→ Instructions to follow:
All of the data below needs to be set down again, exactly as shown.

→ Extracted records:
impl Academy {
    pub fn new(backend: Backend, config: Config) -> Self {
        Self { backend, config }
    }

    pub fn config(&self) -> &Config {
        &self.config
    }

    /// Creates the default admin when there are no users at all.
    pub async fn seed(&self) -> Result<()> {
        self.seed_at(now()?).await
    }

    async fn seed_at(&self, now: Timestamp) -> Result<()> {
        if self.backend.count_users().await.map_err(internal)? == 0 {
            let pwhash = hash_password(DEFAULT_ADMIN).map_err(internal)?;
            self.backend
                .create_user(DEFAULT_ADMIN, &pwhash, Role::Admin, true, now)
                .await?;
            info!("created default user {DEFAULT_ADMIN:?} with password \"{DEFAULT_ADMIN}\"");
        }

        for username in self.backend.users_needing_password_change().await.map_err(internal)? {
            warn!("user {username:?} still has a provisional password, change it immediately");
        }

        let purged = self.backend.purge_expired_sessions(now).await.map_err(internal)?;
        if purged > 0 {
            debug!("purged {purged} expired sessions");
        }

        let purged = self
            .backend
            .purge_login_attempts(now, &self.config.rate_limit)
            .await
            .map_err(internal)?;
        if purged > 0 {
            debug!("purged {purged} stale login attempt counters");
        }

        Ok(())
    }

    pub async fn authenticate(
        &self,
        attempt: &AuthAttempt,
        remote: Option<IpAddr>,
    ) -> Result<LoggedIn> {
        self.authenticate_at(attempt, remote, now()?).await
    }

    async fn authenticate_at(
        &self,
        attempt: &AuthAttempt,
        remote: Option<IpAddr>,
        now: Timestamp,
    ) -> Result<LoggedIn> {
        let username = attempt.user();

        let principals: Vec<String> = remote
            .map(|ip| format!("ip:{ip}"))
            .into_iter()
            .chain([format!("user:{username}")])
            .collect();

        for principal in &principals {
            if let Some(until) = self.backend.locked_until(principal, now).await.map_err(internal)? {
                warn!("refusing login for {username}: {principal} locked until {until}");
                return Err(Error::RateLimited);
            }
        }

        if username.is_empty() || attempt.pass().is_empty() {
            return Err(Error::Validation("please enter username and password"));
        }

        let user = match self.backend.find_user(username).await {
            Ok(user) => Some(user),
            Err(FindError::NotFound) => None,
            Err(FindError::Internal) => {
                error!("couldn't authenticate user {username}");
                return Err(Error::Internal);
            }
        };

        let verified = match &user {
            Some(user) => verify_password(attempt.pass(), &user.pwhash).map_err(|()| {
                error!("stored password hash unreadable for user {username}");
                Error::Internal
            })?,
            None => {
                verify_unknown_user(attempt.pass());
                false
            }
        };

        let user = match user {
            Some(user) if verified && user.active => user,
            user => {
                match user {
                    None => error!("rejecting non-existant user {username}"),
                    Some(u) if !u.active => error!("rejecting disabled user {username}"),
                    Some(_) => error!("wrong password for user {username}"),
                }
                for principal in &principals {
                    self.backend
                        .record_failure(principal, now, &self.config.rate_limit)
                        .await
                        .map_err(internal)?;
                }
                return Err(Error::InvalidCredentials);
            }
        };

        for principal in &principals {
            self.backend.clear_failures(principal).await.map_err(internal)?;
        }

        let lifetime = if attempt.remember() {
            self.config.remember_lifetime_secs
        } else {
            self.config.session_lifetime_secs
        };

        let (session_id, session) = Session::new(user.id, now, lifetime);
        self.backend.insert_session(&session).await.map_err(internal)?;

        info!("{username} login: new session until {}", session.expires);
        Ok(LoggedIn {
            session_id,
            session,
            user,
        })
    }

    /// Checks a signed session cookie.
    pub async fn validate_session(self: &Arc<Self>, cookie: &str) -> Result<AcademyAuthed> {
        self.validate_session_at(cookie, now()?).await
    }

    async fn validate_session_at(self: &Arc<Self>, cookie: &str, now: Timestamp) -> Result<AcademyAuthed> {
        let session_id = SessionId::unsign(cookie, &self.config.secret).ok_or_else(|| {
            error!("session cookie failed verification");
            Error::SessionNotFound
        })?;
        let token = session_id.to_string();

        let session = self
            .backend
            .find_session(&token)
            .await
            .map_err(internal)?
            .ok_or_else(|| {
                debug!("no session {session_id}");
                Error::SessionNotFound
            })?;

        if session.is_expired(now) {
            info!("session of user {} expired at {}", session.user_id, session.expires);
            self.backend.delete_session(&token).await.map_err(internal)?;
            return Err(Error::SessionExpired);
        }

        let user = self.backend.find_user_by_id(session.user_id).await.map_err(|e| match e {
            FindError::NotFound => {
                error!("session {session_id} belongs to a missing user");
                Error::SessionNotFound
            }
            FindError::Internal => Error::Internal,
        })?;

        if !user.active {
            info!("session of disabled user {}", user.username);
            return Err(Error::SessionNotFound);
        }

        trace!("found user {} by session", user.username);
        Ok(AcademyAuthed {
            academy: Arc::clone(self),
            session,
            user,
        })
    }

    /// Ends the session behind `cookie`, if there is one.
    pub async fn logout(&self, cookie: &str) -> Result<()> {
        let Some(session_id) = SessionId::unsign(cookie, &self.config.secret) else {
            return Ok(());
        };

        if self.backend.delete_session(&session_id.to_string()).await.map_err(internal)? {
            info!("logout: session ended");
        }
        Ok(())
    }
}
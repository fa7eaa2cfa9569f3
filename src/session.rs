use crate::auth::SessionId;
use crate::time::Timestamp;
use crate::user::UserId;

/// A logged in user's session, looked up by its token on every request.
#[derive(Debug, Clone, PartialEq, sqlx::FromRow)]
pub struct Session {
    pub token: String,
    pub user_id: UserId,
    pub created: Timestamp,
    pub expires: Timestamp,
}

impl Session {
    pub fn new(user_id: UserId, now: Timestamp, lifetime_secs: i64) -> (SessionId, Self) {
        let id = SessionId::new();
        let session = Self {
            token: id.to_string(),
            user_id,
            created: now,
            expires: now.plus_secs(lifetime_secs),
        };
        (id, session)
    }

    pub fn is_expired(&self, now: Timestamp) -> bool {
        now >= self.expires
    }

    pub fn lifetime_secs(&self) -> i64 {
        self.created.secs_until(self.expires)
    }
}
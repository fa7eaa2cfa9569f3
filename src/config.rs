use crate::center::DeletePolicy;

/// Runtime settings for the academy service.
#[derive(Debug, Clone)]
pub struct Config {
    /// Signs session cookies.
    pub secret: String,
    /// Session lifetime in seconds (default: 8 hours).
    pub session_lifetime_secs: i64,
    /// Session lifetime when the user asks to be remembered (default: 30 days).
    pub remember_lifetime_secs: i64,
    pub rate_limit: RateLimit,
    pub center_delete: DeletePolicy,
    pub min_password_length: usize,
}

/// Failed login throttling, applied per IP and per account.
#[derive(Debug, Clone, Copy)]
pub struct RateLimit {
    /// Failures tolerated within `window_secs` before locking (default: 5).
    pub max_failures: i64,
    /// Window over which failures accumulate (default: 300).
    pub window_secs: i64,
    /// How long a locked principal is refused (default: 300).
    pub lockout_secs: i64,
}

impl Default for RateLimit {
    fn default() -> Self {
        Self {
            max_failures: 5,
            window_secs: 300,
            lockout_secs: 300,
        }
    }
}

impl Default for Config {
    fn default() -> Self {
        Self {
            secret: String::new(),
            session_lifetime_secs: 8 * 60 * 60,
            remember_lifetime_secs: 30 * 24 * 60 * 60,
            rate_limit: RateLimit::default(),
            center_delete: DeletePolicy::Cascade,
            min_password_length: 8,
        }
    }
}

→ Exercise result:
impl Academy {
    pub fn new(backend: Backend, config: Config) -> Self {
        Self { backend, config }
    }

    pub fn config(&self) -> &Config {
        &self.config
    }

    /// Creates the default admin when there are no users at all.
    pub async fn seed(&self) -> Result<()> {
        self.seed_at(now()?).await
    }

    async fn seed_at(&self, now: Timestamp) -> Result<()> {
        if self.backend.count_users().await.map_err(internal)? == 0 {
            let pwhash = hash_password(DEFAULT_ADMIN).map_err(internal)?;
            self.backend
                .create_user(DEFAULT_ADMIN, &pwhash, Role::Admin, true, now)
                .await?;
            info!("created default user {DEFAULT_ADMIN:?} with password \"{DEFAULT_ADMIN}\"");
        }

        for username in self.backend.users_needing_password_change().await.map_err(internal)? {
            warn!("user {username:?} still has a provisional password, change it immediately");
        }

        let purged = self.backend.purge_expired_sessions(now).await.map_err(internal)?;
        if purged > 0 {
            debug!("purged {purged} expired sessions");
        }

        let purged = self
            .backend
            .purge_login_attempts(now, &self.config.rate_limit)
            .await
            .map_err(internal)?;
        if purged > 0 {
            debug!("purged {purged} stale login attempt counters");
        }

        Ok(())
    }

    pub async fn authenticate(
        &self,
        attempt: &AuthAttempt,
        remote: Option<IpAddr>,
    ) -> Result<LoggedIn> {
        self.authenticate_at(attempt, remote, now()?).await
    }

    async fn authenticate_at(
        &self,
        attempt: &AuthAttempt,
        remote: Option<IpAddr>,
        now: Timestamp,
    ) -> Result<LoggedIn> {
        let username = attempt.user();

        let principals: Vec<String> = remote
            .map(|ip| format!("ip:{ip}"))
            .into_iter()
            .chain([format!("user:{username}")])
            .collect();

        for principal in &principals {
            if let Some(until) = self.backend.locked_until(principal, now).await.map_err(internal)? {
                warn!("refusing login for {username}: {principal} locked until {until}");
                return Err(Error::RateLimited);
            }
        }

        if username.is_empty() || attempt.pass().is_empty() {
            return Err(Error::Validation("please enter username and password"));
        }

        let user = match self.backend.find_user(username).await {
            Ok(user) => Some(user),
            Err(FindError::NotFound) => None,
            Err(FindError::Internal) => {
                error!("couldn't authenticate user {username}");
                return Err(Error::Internal);
            }
        };

        let verified = match &user {
            Some(user) => verify_password(attempt.pass(), &user.pwhash).map_err(|()| {
                error!("stored password hash unreadable for user {username}");
                Error::Internal
            })?,
            None => {
                verify_unknown_user(attempt.pass());
                false
            }
        };

        let user = match user {
            Some(user) if verified && user.active => user,
            user => {
                match user {
                    None => error!("rejecting non-existant user {username}"),
                    Some(u) if !u.active => error!("rejecting disabled user {username}"),
                    Some(_) => error!("wrong password for user {username}"),
                }
                for principal in &principals {
                    self.backend
                        .record_failure(principal, now, &self.config.rate_limit)
                        .await
                        .map_err(internal)?;
                }
                return Err(Error::InvalidCredentials);
            }
        };

        for principal in &principals {
            self.backend.clear_failures(principal).await.map_err(internal)?;
        }

        let lifetime = if attempt.remember() {
            self.config.remember_lifetime_secs
        } else {
            self.config.session_lifetime_secs
        };

        let (session_id, session) = Session::new(user.id, now, lifetime);
        self.backend.insert_session(&session).await.map_err(internal)?;

        info!("{username} login: new session until {}", session.expires);
        Ok(LoggedIn {
            session_id,
            session,
            user,
        })
    }

    /// Checks a signed session cookie.
    pub async fn validate_session(self: &Arc<Self>, cookie: &str) -> Result<AcademyAuthed> {
        self.validate_session_at(cookie, now()?).await
    }

    async fn validate_session_at(self: &Arc<Self>, cookie: &str, now: Timestamp) -> Result<AcademyAuthed> {
        let session_id = SessionId::unsign(cookie, &self.config.secret).ok_or_else(|| {
            error!("session cookie failed verification");
            Error::SessionNotFound
        })?;
        let token = session_id.to_string();

        let session = self
            .backend
            .find_session(&token)
            .await
            .map_err(internal)?
            .ok_or_else(|| {
                debug!("no session {session_id}");
                Error::SessionNotFound
            })?;

        if session.is_expired(now) {
            info!("session of user {} expired at {}", session.user_id, session.expires);
            self.backend.delete_session(&token).await.map_err(internal)?;
            return Err(Error::SessionExpired);
        }

        let user = self.backend.find_user_by_id(session.user_id).await.map_err(|e| match e {
            FindError::NotFound => {
                error!("session {session_id} belongs to a missing user");
                Error::SessionNotFound
            }
            FindError::Internal => Error::Internal,
        })?;

        if !user.active {
            info!("session of disabled user {}", user.username);
            return Err(Error::SessionNotFound);
        }

        trace!("found user {} by session", user.username);
        Ok(AcademyAuthed {
            academy: Arc::clone(self),
            session,
            user,
        })
    }

    /// Ends the session behind `cookie`, if there is one.
    pub async fn logout(&self, cookie: &str) -> Result<()> {
        let Some(session_id) = SessionId::unsign(cookie, &self.config.secret) else {
            return Ok(());
        };

        if self.backend.delete_session(&session_id.to_string()).await.map_err(internal)? {
            info!("logout: session ended");
        }
        Ok(())
    }
}
repository fa7eaa2cfa9569f3
filename src/session.rs
use crate::auth::SessionId;
use crate::time::Timestamp;
use crate::user::UserId;

/// A logged in user's session, looked up by its token on every request.
#[derive(Debug, Clone, PartialEq, sqlx::FromRow)]
pub struct Session {
    pub token: String,
    pub user_id: UserId,
    pub created: Timestamp,
    pub expires: Timestamp,
}

impl Session {
    pub fn new(user_id: UserId, now: Timestamp, lifetime_secs: i64) -> (SessionId, Self) {
        let id = SessionId::new();
        let session = Self {
            token: id.to_string(),
            user_id,
            created: now,
            expires: now.plus_secs(lifetime_secs),
        };
        (id, session)
    }

    pub fn is_expired(&self, now: Timestamp) -> bool {
        now >= self.expires
    }

    pub fn lifetime_secs(&self) -> i64 {
        self.created.secs_until(self.expires)
    }
}
repository fa7eaa2cfa9569f3
filename src/config.rs
use crate::center::DeletePolicy;

/// Runtime settings for the academy service.
#[derive(Debug, Clone)]
pub struct Config {
    /// Signs session cookies.
    pub secret: String,
    /// Session lifetime in seconds (default: 8 hours).
    pub session_lifetime_secs: i64,
    /// Session lifetime when the user asks to be remembered (default: 30 days).
    pub remember_lifetime_secs: i64,
    pub rate_limit: RateLimit,
    pub center_delete: DeletePolicy,
    pub min_password_length: usize,
}

/// Failed login throttling, applied per IP and per account.
#[derive(Debug, Clone, Copy)]
pub struct RateLimit {
    /// Failures tolerated within `window_secs` before locking (default: 5).
    pub max_failures: i64,
    /// Window over which failures accumulate (default: 300).
    pub window_secs: i64,
    /// How long a locked principal is refused (default: 300).
    pub lockout_secs: i64,
}

impl Default for RateLimit {
    fn default() -> Self {
        Self {
            max_failures: 5,
            window_secs: 300,
            lockout_secs: 300,
        }
    }
}

impl Default for Config {
    fn default() -> Self {
        Self {
            secret: String::new(),
            session_lifetime_secs: 8 * 60 * 60,
            remember_lifetime_secs: 30 * 24 * 60 * 60,
            rate_limit: RateLimit::default(),
            center_delete: DeletePolicy::Cascade,
            min_password_length: 8,
        }
    }
}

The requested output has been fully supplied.